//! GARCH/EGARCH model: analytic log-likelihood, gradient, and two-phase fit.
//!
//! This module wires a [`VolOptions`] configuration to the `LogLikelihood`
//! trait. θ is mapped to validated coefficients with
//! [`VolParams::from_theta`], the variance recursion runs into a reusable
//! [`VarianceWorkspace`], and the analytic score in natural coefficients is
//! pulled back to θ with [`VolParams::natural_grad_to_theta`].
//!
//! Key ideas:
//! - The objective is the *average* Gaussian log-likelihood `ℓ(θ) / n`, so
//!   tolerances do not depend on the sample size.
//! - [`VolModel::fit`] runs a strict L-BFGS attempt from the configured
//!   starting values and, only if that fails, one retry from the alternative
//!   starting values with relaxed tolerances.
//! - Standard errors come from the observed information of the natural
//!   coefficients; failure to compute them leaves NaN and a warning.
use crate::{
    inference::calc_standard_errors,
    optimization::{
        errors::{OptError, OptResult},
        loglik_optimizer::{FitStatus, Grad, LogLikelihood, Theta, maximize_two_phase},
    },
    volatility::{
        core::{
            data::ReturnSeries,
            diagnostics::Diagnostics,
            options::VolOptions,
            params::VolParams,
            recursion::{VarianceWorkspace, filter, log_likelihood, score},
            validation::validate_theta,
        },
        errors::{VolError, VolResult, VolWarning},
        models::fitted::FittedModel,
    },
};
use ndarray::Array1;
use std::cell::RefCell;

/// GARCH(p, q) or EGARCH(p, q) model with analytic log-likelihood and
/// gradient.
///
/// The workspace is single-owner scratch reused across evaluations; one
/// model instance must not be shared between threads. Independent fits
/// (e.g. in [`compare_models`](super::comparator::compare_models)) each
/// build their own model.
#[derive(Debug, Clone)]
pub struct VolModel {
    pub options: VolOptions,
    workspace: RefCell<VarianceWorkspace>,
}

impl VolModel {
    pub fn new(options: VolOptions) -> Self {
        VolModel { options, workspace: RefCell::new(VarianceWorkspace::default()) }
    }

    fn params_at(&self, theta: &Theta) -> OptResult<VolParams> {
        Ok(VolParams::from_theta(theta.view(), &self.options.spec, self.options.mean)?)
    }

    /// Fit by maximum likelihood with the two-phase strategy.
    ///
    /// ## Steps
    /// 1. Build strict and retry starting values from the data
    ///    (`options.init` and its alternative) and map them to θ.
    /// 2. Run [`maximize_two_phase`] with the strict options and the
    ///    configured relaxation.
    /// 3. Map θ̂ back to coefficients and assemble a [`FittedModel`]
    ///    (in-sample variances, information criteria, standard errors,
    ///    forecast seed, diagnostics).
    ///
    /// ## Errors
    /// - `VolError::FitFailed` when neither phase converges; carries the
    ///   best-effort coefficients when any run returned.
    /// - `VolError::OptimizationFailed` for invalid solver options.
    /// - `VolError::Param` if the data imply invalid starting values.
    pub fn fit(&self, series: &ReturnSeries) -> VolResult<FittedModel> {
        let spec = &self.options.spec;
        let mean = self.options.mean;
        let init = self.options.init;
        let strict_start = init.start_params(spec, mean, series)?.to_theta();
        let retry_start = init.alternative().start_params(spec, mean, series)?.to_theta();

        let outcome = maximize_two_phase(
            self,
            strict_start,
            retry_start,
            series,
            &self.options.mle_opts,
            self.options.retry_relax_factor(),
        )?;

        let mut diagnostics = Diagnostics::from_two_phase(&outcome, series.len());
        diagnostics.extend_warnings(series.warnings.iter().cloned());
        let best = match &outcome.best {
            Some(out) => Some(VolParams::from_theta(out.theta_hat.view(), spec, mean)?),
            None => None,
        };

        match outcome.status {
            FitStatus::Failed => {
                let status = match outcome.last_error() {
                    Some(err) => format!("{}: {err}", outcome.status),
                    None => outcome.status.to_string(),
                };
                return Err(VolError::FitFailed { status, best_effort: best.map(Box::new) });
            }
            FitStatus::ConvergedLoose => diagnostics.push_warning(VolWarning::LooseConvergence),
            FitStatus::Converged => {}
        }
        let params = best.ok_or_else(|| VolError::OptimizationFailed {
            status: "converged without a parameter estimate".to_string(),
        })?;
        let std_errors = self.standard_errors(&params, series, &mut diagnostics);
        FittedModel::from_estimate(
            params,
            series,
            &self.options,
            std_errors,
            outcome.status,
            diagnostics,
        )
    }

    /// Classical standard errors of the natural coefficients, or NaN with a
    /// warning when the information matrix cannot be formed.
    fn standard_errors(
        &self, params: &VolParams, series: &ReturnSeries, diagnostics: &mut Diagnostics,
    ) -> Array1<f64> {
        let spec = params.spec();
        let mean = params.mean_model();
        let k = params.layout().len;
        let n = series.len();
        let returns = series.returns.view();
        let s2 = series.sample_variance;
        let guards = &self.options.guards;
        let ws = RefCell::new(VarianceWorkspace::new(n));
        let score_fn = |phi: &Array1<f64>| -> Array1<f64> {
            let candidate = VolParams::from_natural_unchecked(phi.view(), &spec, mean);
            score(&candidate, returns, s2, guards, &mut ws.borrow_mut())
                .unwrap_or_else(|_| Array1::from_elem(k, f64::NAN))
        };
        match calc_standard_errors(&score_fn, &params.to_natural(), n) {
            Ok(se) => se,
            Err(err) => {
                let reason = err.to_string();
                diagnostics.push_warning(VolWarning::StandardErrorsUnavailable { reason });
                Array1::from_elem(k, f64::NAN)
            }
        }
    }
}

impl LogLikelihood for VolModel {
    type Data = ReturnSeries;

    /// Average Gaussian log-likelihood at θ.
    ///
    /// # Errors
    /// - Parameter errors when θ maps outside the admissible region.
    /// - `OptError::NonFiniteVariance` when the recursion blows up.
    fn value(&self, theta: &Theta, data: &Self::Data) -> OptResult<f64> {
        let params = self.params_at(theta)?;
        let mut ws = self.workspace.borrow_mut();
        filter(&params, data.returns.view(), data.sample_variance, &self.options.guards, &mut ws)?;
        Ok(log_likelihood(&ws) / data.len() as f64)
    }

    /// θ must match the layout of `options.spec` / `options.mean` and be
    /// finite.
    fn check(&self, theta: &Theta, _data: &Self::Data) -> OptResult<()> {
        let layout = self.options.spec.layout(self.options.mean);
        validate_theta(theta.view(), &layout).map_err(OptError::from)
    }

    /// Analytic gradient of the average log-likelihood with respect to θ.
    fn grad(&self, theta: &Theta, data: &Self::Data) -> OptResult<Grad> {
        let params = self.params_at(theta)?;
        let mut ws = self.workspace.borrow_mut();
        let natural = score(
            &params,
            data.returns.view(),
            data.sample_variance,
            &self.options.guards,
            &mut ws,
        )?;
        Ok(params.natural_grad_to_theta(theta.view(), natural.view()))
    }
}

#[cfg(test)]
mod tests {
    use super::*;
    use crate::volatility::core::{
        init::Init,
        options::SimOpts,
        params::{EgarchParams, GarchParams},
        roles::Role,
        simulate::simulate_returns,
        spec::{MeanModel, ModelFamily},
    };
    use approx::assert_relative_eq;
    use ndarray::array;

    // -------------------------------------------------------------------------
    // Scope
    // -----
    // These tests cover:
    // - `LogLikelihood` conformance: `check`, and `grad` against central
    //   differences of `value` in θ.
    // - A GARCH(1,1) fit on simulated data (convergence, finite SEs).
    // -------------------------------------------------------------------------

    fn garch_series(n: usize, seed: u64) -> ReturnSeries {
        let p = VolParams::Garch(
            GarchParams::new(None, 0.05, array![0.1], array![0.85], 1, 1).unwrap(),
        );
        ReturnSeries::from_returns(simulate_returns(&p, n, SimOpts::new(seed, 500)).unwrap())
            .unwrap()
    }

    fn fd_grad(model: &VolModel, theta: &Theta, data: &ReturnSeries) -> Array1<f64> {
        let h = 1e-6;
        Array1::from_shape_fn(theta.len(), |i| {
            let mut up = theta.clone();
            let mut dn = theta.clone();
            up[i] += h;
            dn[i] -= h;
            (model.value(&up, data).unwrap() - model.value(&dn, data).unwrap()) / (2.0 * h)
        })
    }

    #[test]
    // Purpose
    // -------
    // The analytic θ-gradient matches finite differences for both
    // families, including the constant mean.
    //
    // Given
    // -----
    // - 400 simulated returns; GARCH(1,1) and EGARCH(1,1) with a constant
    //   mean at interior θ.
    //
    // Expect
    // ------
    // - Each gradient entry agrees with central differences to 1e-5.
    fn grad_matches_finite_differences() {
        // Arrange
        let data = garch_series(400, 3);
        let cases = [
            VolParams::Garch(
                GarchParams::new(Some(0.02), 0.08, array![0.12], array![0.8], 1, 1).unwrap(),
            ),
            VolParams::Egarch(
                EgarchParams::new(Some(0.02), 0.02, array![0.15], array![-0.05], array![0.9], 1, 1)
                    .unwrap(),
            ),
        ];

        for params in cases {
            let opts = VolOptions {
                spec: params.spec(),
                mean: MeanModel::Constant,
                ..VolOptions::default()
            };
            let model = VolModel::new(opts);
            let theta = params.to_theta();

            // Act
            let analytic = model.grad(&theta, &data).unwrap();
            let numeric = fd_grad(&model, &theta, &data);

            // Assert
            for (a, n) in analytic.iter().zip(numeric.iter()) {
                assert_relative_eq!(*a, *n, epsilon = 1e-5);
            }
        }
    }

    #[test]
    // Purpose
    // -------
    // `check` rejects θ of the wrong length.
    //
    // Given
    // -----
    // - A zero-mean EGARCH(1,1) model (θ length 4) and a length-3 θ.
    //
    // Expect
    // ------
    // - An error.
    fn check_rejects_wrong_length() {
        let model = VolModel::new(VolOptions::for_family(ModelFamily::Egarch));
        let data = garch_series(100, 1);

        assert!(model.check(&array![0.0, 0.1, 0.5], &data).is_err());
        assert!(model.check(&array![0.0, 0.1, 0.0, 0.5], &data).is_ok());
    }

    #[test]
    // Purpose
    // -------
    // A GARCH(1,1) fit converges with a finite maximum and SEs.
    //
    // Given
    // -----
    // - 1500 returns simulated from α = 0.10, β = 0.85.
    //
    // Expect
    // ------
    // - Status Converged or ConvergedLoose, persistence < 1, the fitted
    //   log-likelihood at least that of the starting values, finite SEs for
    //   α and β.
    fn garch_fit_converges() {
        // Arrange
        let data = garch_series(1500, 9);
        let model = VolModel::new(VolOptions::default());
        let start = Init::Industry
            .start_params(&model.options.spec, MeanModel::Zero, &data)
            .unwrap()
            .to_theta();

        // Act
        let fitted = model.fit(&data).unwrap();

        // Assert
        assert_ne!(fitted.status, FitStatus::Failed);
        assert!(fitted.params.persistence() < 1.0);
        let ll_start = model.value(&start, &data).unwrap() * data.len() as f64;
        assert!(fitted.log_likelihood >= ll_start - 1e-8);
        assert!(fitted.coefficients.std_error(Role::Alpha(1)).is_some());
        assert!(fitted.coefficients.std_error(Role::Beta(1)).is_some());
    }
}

● ● ● ● ● ● ●

• Work required:
Above are the records. Copy every line in them holding "VolWarning".

• Your solution:
        errors::{VolError, VolResult, VolWarning},
            FitStatus::ConvergedLoose => diagnostics.push_warning(VolWarning::LooseConvergence),
                diagnostics.push_warning(VolWarning::StandardErrorsUnavailable { reason });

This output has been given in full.